Face it, all this Laker drama is making Britney Spears look like a family therapist. Bryant and Dr. Buss, they’ve both acted foolishly spoken rashly and turned what should have been private business into public dirty laundry. Theirs has been a dangerous, destructive and needless game of verbal oneupsmanship. Presumably, both proud star and proud owner want the same thing, for the famous franchise to be made right again. So this is what has to happen to avoid outright Armageddon on Figueora Street:
–Lakers, do NOT trade Kobe. Do not trade him for 10 cents on the dollar, like you did with Shaq. Do not trade him for Josh Howard, Moe Howard, Curly Howard, Shemp Howard or Howard the Duck. Do not trade him unless you can get Chicago to pony up Luol Deng, Ben Gordon, Kirk Heinrich AND Tyrus Thomas. Only then will you even have something reasonable to consider.
–Kobe, shut up and play. Take something for your Front Office Bashing Tourette’s. The team around you ain’t the ‘72 Lakers, ‘77 Blazers, ‘85 Lakers, ‘86 Celtics or ‘96 Bulls, true that. But they ain’t Charlotte, either. Figure out how to make these guys better. Infuse them with your singular passion. Get them to guard someone. And Kobe, based on last season, it wouldn’t be a bad idea if you got the number of the guy you’re supposed to defend, either. Oh and KB: be a man, do the right thing, apologize to Dr. Buss. He isn’t an idiot and everyone’s entitled to become an old fool.

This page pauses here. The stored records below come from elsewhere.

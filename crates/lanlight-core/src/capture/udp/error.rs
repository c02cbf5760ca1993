use thiserror::Error;

/// Errors returned while slicing a captured frame down to its UDP payload.
///
/// Note: this error type lives in an internal module; the example is
/// illustrative and not compiled as a public doctest.
///
/// # Examples
/// ```text
/// use lanlight_core::capture::udp::error::UdpError;
///
/// let err = UdpError::MissingNetworkLayer;
/// assert!(err.to_string().contains("missing network layer"));
/// ```
#[derive(Debug, Error)]
pub enum UdpError {
    #[error("frame slice error: {0}")]
    Slice(String),
    #[error("missing network layer in frame")]
    MissingNetworkLayer,
    #[error("missing IP payload in frame")]
    MissingIpPayload,
    #[error("datagram too short: need {needed} bytes, got {actual}")]
    TooShort { needed: usize, actual: usize },
}
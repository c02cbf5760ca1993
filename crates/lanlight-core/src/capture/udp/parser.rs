use std::net::{IpAddr, SocketAddr};

use etherparse::{NetSlice, SlicedPacket, TransportSlice};
use pcap_parser::Linktype;

use super::error::UdpError;
use super::reader::UdpReader;

/// UDP datagram lifted out of a captured frame.
#[derive(Debug)]
pub struct UdpPacket<'a> {
    pub src_ip: IpAddr,
    pub src_port: u16,
    pub dst_ip: IpAddr,
    pub dst_port: u16,
    pub payload: &'a [u8],
}

impl UdpPacket<'_> {
    /// True when either endpoint uses `port`.
    pub fn uses_port(&self, port: u16) -> bool {
        self.src_port == port || self.dst_port == port
    }

    pub fn src(&self) -> SocketAddr {
        SocketAddr::new(self.src_ip, self.src_port)
    }

    pub fn dst(&self) -> SocketAddr {
        SocketAddr::new(self.dst_ip, self.dst_port)
    }
}

/// Slice a link-layer frame down to its UDP datagram.
///
/// Returns `Ok(None)` for unsupported link types and non-UDP traffic.
pub fn parse_udp_packet(
    linktype: Linktype,
    data: &[u8],
) -> Result<Option<UdpPacket<'_>>, UdpError> {
    let sliced = match linktype {
        Linktype::ETHERNET => {
            SlicedPacket::from_ethernet(data).map_err(|e| UdpError::Slice(e.to_string()))?
        }
        Linktype::RAW => SlicedPacket::from_ip(data).map_err(|e| UdpError::Slice(e.to_string()))?,
        _ => return Ok(None),
    };

    let net = sliced.net.ok_or(UdpError::MissingNetworkLayer)?;
    let udp = match sliced.transport {
        Some(TransportSlice::Udp(udp)) => udp,
        _ => return Ok(None),
    };

    let (src_ip, dst_ip) = match net {
        NetSlice::Ipv4(ref ipv4) => (
            IpAddr::V4(ipv4.header().source_addr()),
            IpAddr::V4(ipv4.header().destination_addr()),
        ),
        NetSlice::Ipv6(ref ipv6) => (
            IpAddr::V6(ipv6.header().source_addr()),
            IpAddr::V6(ipv6.header().destination_addr()),
        ),
    };

    let ip_payload = net.ip_payload_ref().ok_or(UdpError::MissingIpPayload)?;
    let payload = UdpReader::new(ip_payload.payload).body()?;

    Ok(Some(UdpPacket {
        src_ip,
        src_port: udp.source_port(),
        dst_ip,
        dst_port: udp.destination_port(),
        payload,
    }))
}
//! Message payload codecs.
//!
//! Inbound frames are decoded by [`decode_envelope`]: the header is parsed,
//! its discriminator is resolved against [`REQUEST_DISPATCH`] and, when the
//! type carries a body, the matching [`RequestPayload`] decoder reads the
//! fixed-length payload. Outbound [`Response`] values encode to their fixed
//! payload length and are framed with [`encode_envelope`].
//!
//! Every decoder checks the full fixed length of its payload before reading,
//! so a truncated datagram yields [`MessageError::TruncatedBuffer`] instead
//! of a panic. Byte offsets live in `layout`; scalar fields delegate to the
//! [`scalar`](crate::protocols::scalar) codecs.

pub mod envelope;
pub mod error;
pub mod kind;
pub mod layout;
pub mod reader;
pub mod request;
pub mod response;

pub use envelope::{Envelope, decode_envelope, encode_envelope, encode_request_envelope};
pub use error::MessageError;
pub use kind::{
    Direction, Dispatch, MESSAGE_TYPES, REQUEST_DISPATCH, RequestKind, message_direction,
    message_name, resolve,
};
pub use request::{
    EchoRequest, LightSetColor, LightSetPower, Request, RequestPayload, SetLabel, SetPower,
    decode_request,
};
pub use response::{
    EchoResponse, LightState, LightStatePower, Response, ResponsePayload, SERVICE_UDP,
    StateGroup, StateHostFirmware, StateHostInfo, StateInfo, StateLabel, StateLocation,
    StatePower, StateService, StateVersion, StateWifiFirmware, StateWifiInfo,
};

–Finally, Dr. Buss, apologize to Kobe. I’m sure you’ve defended your front office, tried to explain more than once how they have offered L.O. and the kid Bynum and, darnit, came up empty. But explain it again. Tell Kobe they’ll keep trying. Remind him again that the second most important city in America still almost loves him. Remind him, too, that he’s Kobe Bryant, and that Kobe Bryant doesn’t stay in the training room icing fake injuries because he’s moping. And you should apologize, too for making Kobe feel unimportant when you said, stupidly, pointlessly, that you would be open to listening to offers to trade him. What did THAT accomplish? Other than create the fine mess you’re in now, Stanley. I don’t recall Jerry Krause ever saying he would trade Michael Jordan, and Krause could barely get an egg salad sandwich in his mouth without half of it ending up on his tie. Besides, Dr. Buss, you’re too old and too rich and you have accomplished too much to get in a pi**ing contest with an employee less than half your age. But at the same time, like the pater familias you are supposed to be, you have a right to tell Kobe he is paid very handsomely to “strap it up” and lay it on the line every single night, like Kobe Bryant always has.
And then, Dr. J, when he opts out in two years, there’s always option C: Selling the farm.